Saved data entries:

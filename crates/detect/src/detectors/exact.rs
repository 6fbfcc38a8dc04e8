use super::{Comparison, Detector, SimilarityScore};
use crate::candidate::Candidate;
use std::collections::HashMap;

/// Finds byte-identical symbols after comment and whitespace
/// normalization, by bucketing on the content hash. Catches copy-paste
/// duplicates in linear time.
pub struct ExactDetector;

impl Detector for ExactDetector {
    fn name(&self) -> &'static str {
        "exact"
    }

    fn comparison(&self) -> Comparison {
        Comparison::Exact
    }

    fn compare(&self, candidates: &[Candidate]) -> Vec<SimilarityScore> {
        let mut buckets: HashMap<&str, Vec<&Candidate>> = HashMap::new();
        for candidate in candidates {
            buckets
                .entry(candidate.content_hash.as_str())
                .or_default()
                .push(candidate);
        }

        let mut scores = Vec::new();
        for group in buckets.values() {
            if group.len() < 2 {
                continue;
            }
            for (i, a) in group.iter().enumerate() {
                for b in &group[i + 1..] {
                    scores.push(
                        SimilarityScore::new(
                            &a.symbol.qualified_name,
                            &b.symbol.qualified_name,
                            1.0,
                            Comparison::Exact,
                            1.0,
                        )
                        .with_reason("identical normalized content"),
                    );
                }
            }
        }
        scores
    }
}

#[cfg(test)]
mod tests {
    use super::*;
    use crate::candidate::Candidate;
    use symbols::{Symbol, SymbolKind};

    fn candidate(name: &str, body: &str) -> Candidate {
        Candidate::new(
            Symbol {
                qualified_name: format!("rust:src/lib.rs::{name}"),
                name: name.to_string(),
                kind: SymbolKind::Function,
                file_path: "src/lib.rs".to_string(),
                language: "rust".to_string(),
                range_start: 1,
                range_end: 5,
                body: body.to_string(),
                structure: vec!["function_item".to_string()],
            },
            1,
        )
    }

    #[test]
    fn identical_bodies_are_paired() {
        let candidates = vec![
            candidate("a", "fn f() { 1 + 1 }"),
            candidate("b", "fn f() {\n    // note\n    1 + 1\n}"),
            candidate("c", "fn f() { 2 + 2 }"),
        ];
        let scores = ExactDetector.compare(&candidates);
        assert_eq!(scores.len(), 1);
        assert_eq!(scores[0].unit_a, "rust:src/lib.rs::a");
        assert_eq!(scores[0].unit_b, "rust:src/lib.rs::b");
        assert_eq!(scores[0].score, 1.0);
    }

    #[test]
    fn no_pairs_without_duplicates() {
        let candidates = vec![candidate("a", "fn f() { 1 }"), candidate("b", "fn g() { 2 }")];
        assert!(ExactDetector.compare(&candidates).is_empty());
    }
}
// Court Scheduler
// Main entry point: fetch a scheduling context and print today's lanes

use anyhow::{anyhow, Context, Result};
use chrono::Utc;

use court_scheduler::services::settings;
use court_scheduler::services::store::{HttpScheduleStore, ScheduleScope, ScheduleStore};
use court_scheduler::services::view::build_day_view;

fn main() -> Result<()> {
    // Initialize logging
    env_logger::init();

    let mut args = std::env::args().skip(1);
    let base_url = args
        .next()
        .ok_or_else(|| anyhow!("Usage: court-scheduler <base-url> <event-id> [YYYY-MM-DD]"))?;
    let event_id: i64 = args
        .next()
        .ok_or_else(|| anyhow!("Usage: court-scheduler <base-url> <event-id> [YYYY-MM-DD]"))?
        .parse()
        .context("event-id must be an integer")?;
    let date = match args.next() {
        Some(raw) => raw.parse().context("date must be YYYY-MM-DD")?,
        None => Utc::now().date_naive(),
    };

    let config = settings::load();
    let scope = ScheduleScope { event_id };
    let store = HttpScheduleStore::new(base_url.as_str(), scope, &config)?;

    log::info!("Fetching calendar for event {} on {}", event_id, date);
    let snapshot = store
        .fetch(&scope)
        .map_err(|e| anyhow!("Calendar fetch failed: {}", e))?;

    let view = build_day_view(&snapshot, date, &[], &config);
    println!("{} ({})", view.date, view.timezone);

    for lane in &view.lanes {
        println!("\n{}", lane.label);
        for item in &lane.items {
            let mut flags = String::new();
            if item.marker.hard {
                flags.push_str(" [conflict]");
            } else if item.marker.advisory {
                flags.push_str(" [warning]");
            }
            if item.marker.local_overlap {
                flags.push_str(" [overlap]");
            }
            println!(
                "  {:>5.1}% +{:>4.1}%  {}{}",
                item.geometry.left_pct, item.geometry.width_pct, item.activity.label, flags
            );
        }
    }

    Ok(())
}
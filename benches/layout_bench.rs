// Benchmark for day layout
// Measures lane assignment and span geometry over a busy tournament day

use chrono::{Duration, TimeZone, Utc};
use criterion::{black_box, criterion_group, criterion_main, BenchmarkId, Criterion};

use court_scheduler::models::activity::{Activity, ActivityKind};
use court_scheduler::models::lane::LaneHint;
use court_scheduler::models::settings::SchedulerConfig;
use court_scheduler::services::layout::assign_lanes;
use court_scheduler::services::layout::geometry::span_geometry;
use court_scheduler::utils::date::DayWindow;

fn busy_day(activity_count: usize, court_count: i64) -> Vec<Activity> {
    let base = Utc.with_ymd_and_hms(2025, 6, 14, 8, 0, 0).unwrap();
    (0..activity_count)
        .map(|i| {
            let kind = match i % 3 {
                0 => ActivityKind::Match,
                1 => ActivityKind::Block,
                _ => ActivityKind::Availability,
            };
            let start = base + Duration::minutes((i as i64 * 17) % 720);
            let mut activity = Activity::new(
                kind,
                i as i64,
                start,
                start + Duration::minutes(30 + (i as i64 % 4) * 15),
                format!("activity-{}", i),
            )
            .expect("valid window");
            if kind != ActivityKind::Availability {
                activity.court_id = Some(i as i64 % court_count + 1);
            }
            activity
        })
        .collect()
}

fn bench_assign_lanes(c: &mut Criterion) {
    let mut group = c.benchmark_group("assign_lanes");
    let hints: Vec<LaneHint> = (1..=8)
        .map(|id| LaneHint {
            court_id: id,
            label: format!("Court {}", id),
        })
        .collect();

    for count in [50, 200, 1000].iter() {
        let activities = busy_day(*count, 8);
        group.bench_with_input(BenchmarkId::from_parameter(count), count, |b, _| {
            b.iter(|| assign_lanes(black_box(&activities), black_box(&hints)));
        });
    }
    group.finish();
}

fn bench_span_geometry(c: &mut Criterion) {
    let window = DayWindow::for_date(
        chrono::NaiveDate::from_ymd_opt(2025, 6, 14).expect("valid date"),
        chrono_tz::UTC,
    );
    let config = SchedulerConfig::default();
    let activities = busy_day(1000, 8);

    c.bench_function("span_geometry_1000", |b| {
        b.iter(|| {
            for activity in &activities {
                black_box(span_geometry(activity, &window, &config));
            }
        });
    });
}

criterion_group!(benches, bench_assign_lanes, bench_span_geometry);
criterion_main!(benches);
// Test fixtures - reusable scheduling data
// Provides consistent activities, lanes, and snapshots across test files

#![allow(dead_code)]

use chrono::{DateTime, NaiveDate, TimeZone, Utc};

use court_scheduler::models::activity::{Activity, ActivityKind, Version};
use court_scheduler::models::lane::{Lane, LaneKey};
use court_scheduler::models::settings::SchedulerConfig;
use court_scheduler::utils::date::DayWindow;

/// The reference day used throughout the suite: 2025-06-14, UTC.
pub fn test_day() -> NaiveDate {
    NaiveDate::from_ymd_opt(2025, 6, 14).unwrap()
}

pub fn utc_window() -> DayWindow {
    DayWindow::for_date(test_day(), chrono_tz::UTC)
}

pub fn at(hour: u32, minute: u32) -> DateTime<Utc> {
    Utc.with_ymd_and_hms(2025, 6, 14, hour, minute, 0).unwrap()
}

/// Horizontal fraction of the test day at which `hour:minute` falls.
pub fn fraction_at(hour: u32, minute: u32) -> f64 {
    f64::from(hour * 60 + minute) / 1440.0
}

pub fn config() -> SchedulerConfig {
    SchedulerConfig::default()
}

/// A match on a court, with a version token.
pub fn match_on_court(id: i64, court_id: i64, start_h: u32, start_m: u32, minutes: i64) -> Activity {
    let start = at(start_h, start_m);
    let mut activity = Activity::new(
        ActivityKind::Match,
        id,
        start,
        start + chrono::Duration::minutes(minutes),
        format!("Match #{}", id),
    )
    .unwrap();
    activity.court_id = Some(court_id);
    activity.version = Some(Version::new(format!("v{}", id)));
    activity
}

/// A match not yet assigned to any court.
pub fn unassigned_match(id: i64, start_h: u32, minutes: i64) -> Activity {
    let start = at(start_h, 0);
    let mut activity = Activity::new(
        ActivityKind::Match,
        id,
        start,
        start + chrono::Duration::minutes(minutes),
        format!("Match #{}", id),
    )
    .unwrap();
    activity.version = Some(Version::new(format!("v{}", id)));
    activity
}

/// A court block with a version token.
pub fn block_on_court(id: i64, court_id: i64, start_h: u32, start_m: u32, minutes: i64) -> Activity {
    let start = at(start_h, start_m);
    let mut activity = Activity::new(
        ActivityKind::Block,
        id,
        start,
        start + chrono::Duration::minutes(minutes),
        "Maintenance",
    )
    .unwrap();
    activity.court_id = Some(court_id);
    activity.version = Some(Version::new(format!("v{}", id)));
    activity
}

/// An empty lane for the given court.
pub fn court_lane(court_id: i64) -> Lane {
    Lane::new(
        LaneKey::Court(court_id),
        format!("Court {}", court_id),
        Some(court_id),
    )
}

Task instructions >> Transcribe exactly, and only, the lines from the opening line of the records through the line containing "pub struct ExactDetector;".

Result of the task >>
filename crates/detect/src/detectors/exact.rs
repository 6fbfcc38a8dc04e8
use super::{Comparison, Detector, SimilarityScore};
use crate::candidate::Candidate;
use std::collections::HashMap;

/// Finds byte-identical symbols after comment and whitespace
/// normalization, by bucketing on the content hash. Catches copy-paste
/// duplicates in linear time.
pub struct ExactDetector;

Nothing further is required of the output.